Task description
Each record should be returned exactly as it is written.

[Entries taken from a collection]
-- Opening Marker --
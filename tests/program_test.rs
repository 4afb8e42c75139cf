mod common;
use common::*;

use subc::lang::ErrorCode;
use subc::mach::{compile, Listing, Opcode, Program, Runtime, Word};

#[test]
fn test_compilation_is_deterministic() {
    let src = "
        int fib(int n) { if (n < 2) return n; return fib(n - 1) + fib(n - 2); }
        int main() { return fib(7); }";
    assert_eq!(compile(src).unwrap(), compile(src).unwrap());
}

#[test]
fn test_listing_walks_operands() {
    let program = compile("int main() { return 1 + 2; }").unwrap();
    let listing = Listing::new(&program).to_string();
    assert!(listing.contains("; entry"));
    assert!(listing.contains("ENT"));
    assert!(listing.contains("PUSH"));
    assert!(listing.contains("ADD"));
    assert!(listing.contains("LEV"));
    // No operand word leaks out as its own line.
    assert!(!listing.contains('?'));
}

#[test]
fn test_text_starts_with_halt_thunk() {
    let program = compile("int main() { return 0; }").unwrap();
    assert_eq!(program.text()[0], Word::Op(Opcode::Push));
    assert_eq!(program.text()[1], Word::Op(Opcode::Exit));
    assert!(program.entry().unwrap() >= 2);
}

#[test]
fn test_operand_word_in_opcode_position() {
    let mut program = Program::new();
    program.emit_val(5).unwrap();
    program.set_entry(2);
    let mut runtime = Runtime::new(program, &[]).unwrap();
    let error = runtime.run().unwrap_err();
    assert_eq!(error.code(), ErrorCode::IllegalInstruction);
}

#[test]
fn test_opcode_missing_its_operand() {
    let mut program = Program::new();
    program.emit_op(Opcode::Imm).unwrap();
    program.emit_op(Opcode::Exit).unwrap();
    program.set_entry(2);
    let mut runtime = Runtime::new(program, &[]).unwrap();
    let error = runtime.run().unwrap_err();
    assert_eq!(error.code(), ErrorCode::IllegalInstruction);
}

#[test]
fn test_running_off_the_end() {
    let mut program = Program::new();
    program.emit_op(Opcode::Imm).unwrap();
    program.emit_val(1).unwrap();
    program.set_entry(2);
    let mut runtime = Runtime::new(program, &[]).unwrap();
    let error = runtime.run().unwrap_err();
    assert_eq!(error.code(), ErrorCode::IllegalInstruction);
}

fn has_sequence(text: &[Word], needle: &[Word]) -> bool {
    text.windows(needle.len()).any(|w| w == needle)
}

#[test]
fn test_pointer_add_scales_and_int_add_does_not() {
    let scaled = [
        Word::Op(Opcode::Push),
        Word::Op(Opcode::Imm),
        Word::Val(8),
        Word::Op(Opcode::Mul),
        Word::Op(Opcode::Add),
    ];
    let program = compile("int main() { int *p; p = p + 1; return 0; }").unwrap();
    assert!(has_sequence(program.text(), &scaled));
    let program = compile("int main() { int n; n = n + 1; return 0; }").unwrap();
    assert!(!has_sequence(program.text(), &scaled));
}

#[test]
fn test_division_by_zero() {
    let error = run_err("int main() { return 1 / 0; }");
    assert_eq!(error.code(), ErrorCode::ArithmeticError);
    let error = run_err("int main() { return 1 % 0; }");
    assert_eq!(error.code(), ErrorCode::ArithmeticError);
}

#[test]
fn test_wild_pointer_faults() {
    let error = run_err("int main() { int *p; p = 0 - 1; return *p; }");
    assert_eq!(error.code(), ErrorCode::MemoryFault);
}

#[test]
fn test_deep_recursion_is_an_error_not_a_crash() {
    // Exhausts machine memory long before any host resource.
    let src = "
        int spin(int n) { return spin(n + 1); }
        int main() { return spin(0); }";
    let error = run_err(src);
    assert_eq!(error.code(), ErrorCode::MemoryFault);
}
-- Closing Marker --
Written reply
filename tests/program_test.rs
repository 4afb8e42c75139cf
mod common;
use common::*;

use subc::lang::ErrorCode;
use subc::mach::{compile, Listing, Opcode, Program, Runtime, Word};

#[test]
fn test_compilation_is_deterministic() {
    let src = "
        int fib(int n) { if (n < 2) return n; return fib(n - 1) + fib(n - 2); }
        int main() { return fib(7); }";
    assert_eq!(compile(src).unwrap(), compile(src).unwrap());
}

#[test]
fn test_listing_walks_operands() {
    let program = compile("int main() { return 1 + 2; }").unwrap();
    let listing = Listing::new(&program).to_string();
    assert!(listing.contains("; entry"));
    assert!(listing.contains("ENT"));
    assert!(listing.contains("PUSH"));
    assert!(listing.contains("ADD"));
    assert!(listing.contains("LEV"));
    // No operand word leaks out as its own line.
    assert!(!listing.contains('?'));
}

#[test]
fn test_text_starts_with_halt_thunk() {
    let program = compile("int main() { return 0; }").unwrap();
    assert_eq!(program.text()[0], Word::Op(Opcode::Push));
    assert_eq!(program.text()[1], Word::Op(Opcode::Exit));
    assert!(program.entry().unwrap() >= 2);
}

#[test]
fn test_operand_word_in_opcode_position() {
    let mut program = Program::new();
    program.emit_val(5).unwrap();
    program.set_entry(2);
    let mut runtime = Runtime::new(program, &[]).unwrap();
    let error = runtime.run().unwrap_err();
    assert_eq!(error.code(), ErrorCode::IllegalInstruction);
}

#[test]
fn test_opcode_missing_its_operand() {
    let mut program = Program::new();
    program.emit_op(Opcode::Imm).unwrap();
    program.emit_op(Opcode::Exit).unwrap();
    program.set_entry(2);
    let mut runtime = Runtime::new(program, &[]).unwrap();
    let error = runtime.run().unwrap_err();
    assert_eq!(error.code(), ErrorCode::IllegalInstruction);
}

#[test]
fn test_running_off_the_end() {
    let mut program = Program::new();
    program.emit_op(Opcode::Imm).unwrap();
    program.emit_val(1).unwrap();
    program.set_entry(2);
    let mut runtime = Runtime::new(program, &[]).unwrap();
    let error = runtime.run().unwrap_err();
    assert_eq!(error.code(), ErrorCode::IllegalInstruction);
}

fn has_sequence(text: &[Word], needle: &[Word]) -> bool {
    text.windows(needle.len()).any(|w| w == needle)
}

#[test]
fn test_pointer_add_scales_and_int_add_does_not() {
    let scaled = [
        Word::Op(Opcode::Push),
        Word::Op(Opcode::Imm),
        Word::Val(8),
        Word::Op(Opcode::Mul),
        Word::Op(Opcode::Add),
    ];
    let program = compile("int main() { int *p; p = p + 1; return 0; }").unwrap();
    assert!(has_sequence(program.text(), &scaled));
    let program = compile("int main() { int n; n = n + 1; return 0; }").unwrap();
    assert!(!has_sequence(program.text(), &scaled));
}

#[test]
fn test_division_by_zero() {
    let error = run_err("int main() { return 1 / 0; }");
    assert_eq!(error.code(), ErrorCode::ArithmeticError);
    let error = run_err("int main() { return 1 % 0; }");
    assert_eq!(error.code(), ErrorCode::ArithmeticError);
}

#[test]
fn test_wild_pointer_faults() {
    let error = run_err("int main() { int *p; p = 0 - 1; return *p; }");
    assert_eq!(error.code(), ErrorCode::MemoryFault);
}

#[test]
fn test_deep_recursion_is_an_error_not_a_crash() {
    // Exhausts machine memory long before any host resource.
    let src = "
        int spin(int n) { return spin(n + 1); }
        int main() { return spin(0); }";
    let error = run_err(src);
    assert_eq!(error.code(), ErrorCode::MemoryFault);
}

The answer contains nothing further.